- _EXERCISE DESCRIPTION_
Write out exactly what each line says, starting with the first line below and ending on the one with "#[serde(default)]".

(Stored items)
- Opening Delimiter -

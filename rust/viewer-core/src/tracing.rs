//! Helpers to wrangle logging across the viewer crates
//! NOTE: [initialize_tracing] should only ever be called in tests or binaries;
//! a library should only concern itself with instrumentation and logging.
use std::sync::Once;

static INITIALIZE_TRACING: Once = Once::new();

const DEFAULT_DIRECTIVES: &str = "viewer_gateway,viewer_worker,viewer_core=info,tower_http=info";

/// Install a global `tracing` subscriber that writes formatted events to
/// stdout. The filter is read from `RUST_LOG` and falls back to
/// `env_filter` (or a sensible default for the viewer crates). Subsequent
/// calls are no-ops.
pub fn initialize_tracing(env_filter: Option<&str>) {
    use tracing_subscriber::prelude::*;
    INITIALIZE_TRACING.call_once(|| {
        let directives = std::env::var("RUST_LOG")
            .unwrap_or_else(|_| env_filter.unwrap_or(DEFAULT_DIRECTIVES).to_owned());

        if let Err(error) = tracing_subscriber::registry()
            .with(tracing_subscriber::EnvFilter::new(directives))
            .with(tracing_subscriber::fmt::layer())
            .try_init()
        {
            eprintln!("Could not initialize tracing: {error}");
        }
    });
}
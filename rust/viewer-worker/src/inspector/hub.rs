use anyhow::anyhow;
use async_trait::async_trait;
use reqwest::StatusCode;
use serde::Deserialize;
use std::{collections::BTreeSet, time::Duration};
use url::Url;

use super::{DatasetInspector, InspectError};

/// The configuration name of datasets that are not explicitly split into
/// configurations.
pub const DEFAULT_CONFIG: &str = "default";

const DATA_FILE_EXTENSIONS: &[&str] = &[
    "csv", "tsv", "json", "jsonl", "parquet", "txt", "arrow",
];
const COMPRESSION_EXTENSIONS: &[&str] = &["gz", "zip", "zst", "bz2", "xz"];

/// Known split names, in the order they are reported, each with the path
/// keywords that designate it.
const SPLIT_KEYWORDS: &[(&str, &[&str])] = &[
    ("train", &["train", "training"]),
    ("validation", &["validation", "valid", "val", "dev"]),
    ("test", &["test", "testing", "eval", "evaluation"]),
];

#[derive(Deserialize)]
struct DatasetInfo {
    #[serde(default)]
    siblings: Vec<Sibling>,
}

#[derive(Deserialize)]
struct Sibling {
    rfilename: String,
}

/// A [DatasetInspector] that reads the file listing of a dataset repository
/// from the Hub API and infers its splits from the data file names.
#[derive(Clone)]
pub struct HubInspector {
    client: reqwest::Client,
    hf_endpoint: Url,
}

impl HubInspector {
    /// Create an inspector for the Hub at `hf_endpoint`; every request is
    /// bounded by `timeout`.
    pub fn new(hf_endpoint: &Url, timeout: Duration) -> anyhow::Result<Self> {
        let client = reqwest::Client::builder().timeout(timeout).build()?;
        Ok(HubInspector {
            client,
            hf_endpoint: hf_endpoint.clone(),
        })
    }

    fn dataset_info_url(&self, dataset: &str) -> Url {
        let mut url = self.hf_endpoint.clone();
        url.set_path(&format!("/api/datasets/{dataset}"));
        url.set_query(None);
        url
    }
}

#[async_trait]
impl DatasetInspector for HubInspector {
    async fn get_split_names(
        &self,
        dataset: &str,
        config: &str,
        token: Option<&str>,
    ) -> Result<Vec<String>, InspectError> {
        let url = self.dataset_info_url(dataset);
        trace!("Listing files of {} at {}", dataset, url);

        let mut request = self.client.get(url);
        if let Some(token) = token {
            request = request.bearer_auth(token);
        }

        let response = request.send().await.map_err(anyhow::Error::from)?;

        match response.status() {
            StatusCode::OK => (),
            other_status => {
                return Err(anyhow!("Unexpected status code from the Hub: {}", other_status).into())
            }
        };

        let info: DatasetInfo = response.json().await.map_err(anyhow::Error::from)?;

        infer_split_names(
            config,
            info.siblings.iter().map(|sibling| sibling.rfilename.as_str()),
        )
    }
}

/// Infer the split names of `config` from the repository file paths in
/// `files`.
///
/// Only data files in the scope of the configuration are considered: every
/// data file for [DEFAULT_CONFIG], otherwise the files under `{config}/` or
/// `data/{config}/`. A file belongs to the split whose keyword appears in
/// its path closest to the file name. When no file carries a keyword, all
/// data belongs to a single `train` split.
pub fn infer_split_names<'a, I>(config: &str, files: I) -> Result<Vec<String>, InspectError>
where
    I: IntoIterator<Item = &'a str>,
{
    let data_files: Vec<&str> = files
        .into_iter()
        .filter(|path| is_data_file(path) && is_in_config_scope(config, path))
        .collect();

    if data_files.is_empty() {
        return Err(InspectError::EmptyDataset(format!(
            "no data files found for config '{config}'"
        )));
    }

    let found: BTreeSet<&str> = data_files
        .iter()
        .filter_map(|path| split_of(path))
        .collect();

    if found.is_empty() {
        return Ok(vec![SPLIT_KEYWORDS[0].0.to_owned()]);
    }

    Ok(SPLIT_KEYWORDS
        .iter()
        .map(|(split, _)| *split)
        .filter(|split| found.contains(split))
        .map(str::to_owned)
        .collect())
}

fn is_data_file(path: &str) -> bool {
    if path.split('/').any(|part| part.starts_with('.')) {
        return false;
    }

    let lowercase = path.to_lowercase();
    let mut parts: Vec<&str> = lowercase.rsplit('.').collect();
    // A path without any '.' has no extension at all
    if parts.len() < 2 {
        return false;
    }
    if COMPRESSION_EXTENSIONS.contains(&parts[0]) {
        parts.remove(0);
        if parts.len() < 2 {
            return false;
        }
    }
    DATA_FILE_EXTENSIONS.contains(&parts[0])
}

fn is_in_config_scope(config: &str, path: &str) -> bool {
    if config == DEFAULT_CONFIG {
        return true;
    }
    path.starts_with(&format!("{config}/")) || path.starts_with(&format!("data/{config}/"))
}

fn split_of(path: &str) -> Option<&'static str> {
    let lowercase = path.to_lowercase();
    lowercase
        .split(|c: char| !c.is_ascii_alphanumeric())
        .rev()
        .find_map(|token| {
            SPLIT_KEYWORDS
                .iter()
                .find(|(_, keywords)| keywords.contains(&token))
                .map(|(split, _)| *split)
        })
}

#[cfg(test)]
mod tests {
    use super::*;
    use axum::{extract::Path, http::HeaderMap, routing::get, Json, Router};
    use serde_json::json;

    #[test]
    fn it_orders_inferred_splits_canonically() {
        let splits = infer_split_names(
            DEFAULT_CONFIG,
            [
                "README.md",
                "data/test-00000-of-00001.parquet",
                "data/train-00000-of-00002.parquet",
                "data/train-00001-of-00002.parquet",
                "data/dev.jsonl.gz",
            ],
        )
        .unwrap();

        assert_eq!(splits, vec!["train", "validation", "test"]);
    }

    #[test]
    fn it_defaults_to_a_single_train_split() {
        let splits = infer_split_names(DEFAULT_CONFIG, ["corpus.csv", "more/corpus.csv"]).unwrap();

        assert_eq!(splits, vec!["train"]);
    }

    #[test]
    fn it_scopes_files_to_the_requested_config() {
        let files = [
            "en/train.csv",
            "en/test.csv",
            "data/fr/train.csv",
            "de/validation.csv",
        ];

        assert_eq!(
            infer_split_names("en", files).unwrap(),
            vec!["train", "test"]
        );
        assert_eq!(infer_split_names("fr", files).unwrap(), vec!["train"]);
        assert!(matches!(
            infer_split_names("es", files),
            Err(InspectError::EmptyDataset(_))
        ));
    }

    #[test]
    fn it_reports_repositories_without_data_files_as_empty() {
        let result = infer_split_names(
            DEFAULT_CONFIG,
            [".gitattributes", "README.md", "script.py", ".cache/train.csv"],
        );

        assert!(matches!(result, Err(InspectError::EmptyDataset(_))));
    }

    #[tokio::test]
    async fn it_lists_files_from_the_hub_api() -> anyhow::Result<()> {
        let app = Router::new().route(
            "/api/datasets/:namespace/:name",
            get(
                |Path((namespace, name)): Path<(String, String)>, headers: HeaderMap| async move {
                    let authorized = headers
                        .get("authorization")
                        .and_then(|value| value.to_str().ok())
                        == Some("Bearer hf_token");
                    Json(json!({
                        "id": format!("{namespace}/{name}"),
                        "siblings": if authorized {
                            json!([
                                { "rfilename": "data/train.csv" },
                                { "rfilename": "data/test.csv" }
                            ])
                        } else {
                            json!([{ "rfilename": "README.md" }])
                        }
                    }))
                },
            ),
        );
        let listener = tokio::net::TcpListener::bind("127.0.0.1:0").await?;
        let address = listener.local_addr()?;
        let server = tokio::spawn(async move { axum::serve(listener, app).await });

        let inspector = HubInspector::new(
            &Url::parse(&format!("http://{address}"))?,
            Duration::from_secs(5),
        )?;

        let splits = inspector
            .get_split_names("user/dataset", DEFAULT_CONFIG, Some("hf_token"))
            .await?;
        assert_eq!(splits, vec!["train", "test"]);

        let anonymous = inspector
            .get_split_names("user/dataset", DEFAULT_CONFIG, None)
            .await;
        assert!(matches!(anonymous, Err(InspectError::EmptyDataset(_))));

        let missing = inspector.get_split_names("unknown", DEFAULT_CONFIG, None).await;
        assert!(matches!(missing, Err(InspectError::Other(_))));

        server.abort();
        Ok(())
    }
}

- Closing Delimiter -

- _EXPECTED ANSWER_
filename rust/viewer-core/src/tracing.rs
//! Helpers to wrangle logging across the viewer crates
//! NOTE: [initialize_tracing] should only ever be called in tests or binaries;
//! a library should only concern itself with instrumentation and logging.
use std::sync::Once;

static INITIALIZE_TRACING: Once = Once::new();

const DEFAULT_DIRECTIVES: &str = "viewer_gateway,viewer_worker,viewer_core=info,tower_http=info";

/// Install a global `tracing` subscriber that writes formatted events to
/// stdout. The filter is read from `RUST_LOG` and falls back to
/// `env_filter` (or a sensible default for the viewer crates). Subsequent
/// calls are no-ops.
pub fn initialize_tracing(env_filter: Option<&str>) {
    use tracing_subscriber::prelude::*;
    INITIALIZE_TRACING.call_once(|| {
        let directives = std::env::var("RUST_LOG")
            .unwrap_or_else(|_| env_filter.unwrap_or(DEFAULT_DIRECTIVES).to_owned());

        if let Err(error) = tracing_subscriber::registry()
            .with(tracing_subscriber::EnvFilter::new(directives))
            .with(tracing_subscriber::fmt::layer())
            .try_init()
        {
            eprintln!("Could not initialize tracing: {error}");
        }
    });
}
filename rust/viewer-worker/src/inspector/hub.rs
use anyhow::anyhow;
use async_trait::async_trait;
use reqwest::StatusCode;
use serde::Deserialize;
use std::{collections::BTreeSet, time::Duration};
use url::Url;

use super::{DatasetInspector, InspectError};

/// The configuration name of datasets that are not explicitly split into
/// configurations.
pub const DEFAULT_CONFIG: &str = "default";

const DATA_FILE_EXTENSIONS: &[&str] = &[
    "csv", "tsv", "json", "jsonl", "parquet", "txt", "arrow",
];
const COMPRESSION_EXTENSIONS: &[&str] = &["gz", "zip", "zst", "bz2", "xz"];

/// Known split names, in the order they are reported, each with the path
/// keywords that designate it.
const SPLIT_KEYWORDS: &[(&str, &[&str])] = &[
    ("train", &["train", "training"]),
    ("validation", &["validation", "valid", "val", "dev"]),
    ("test", &["test", "testing", "eval", "evaluation"]),
];

#[derive(Deserialize)]
struct DatasetInfo {
    #[serde(default)]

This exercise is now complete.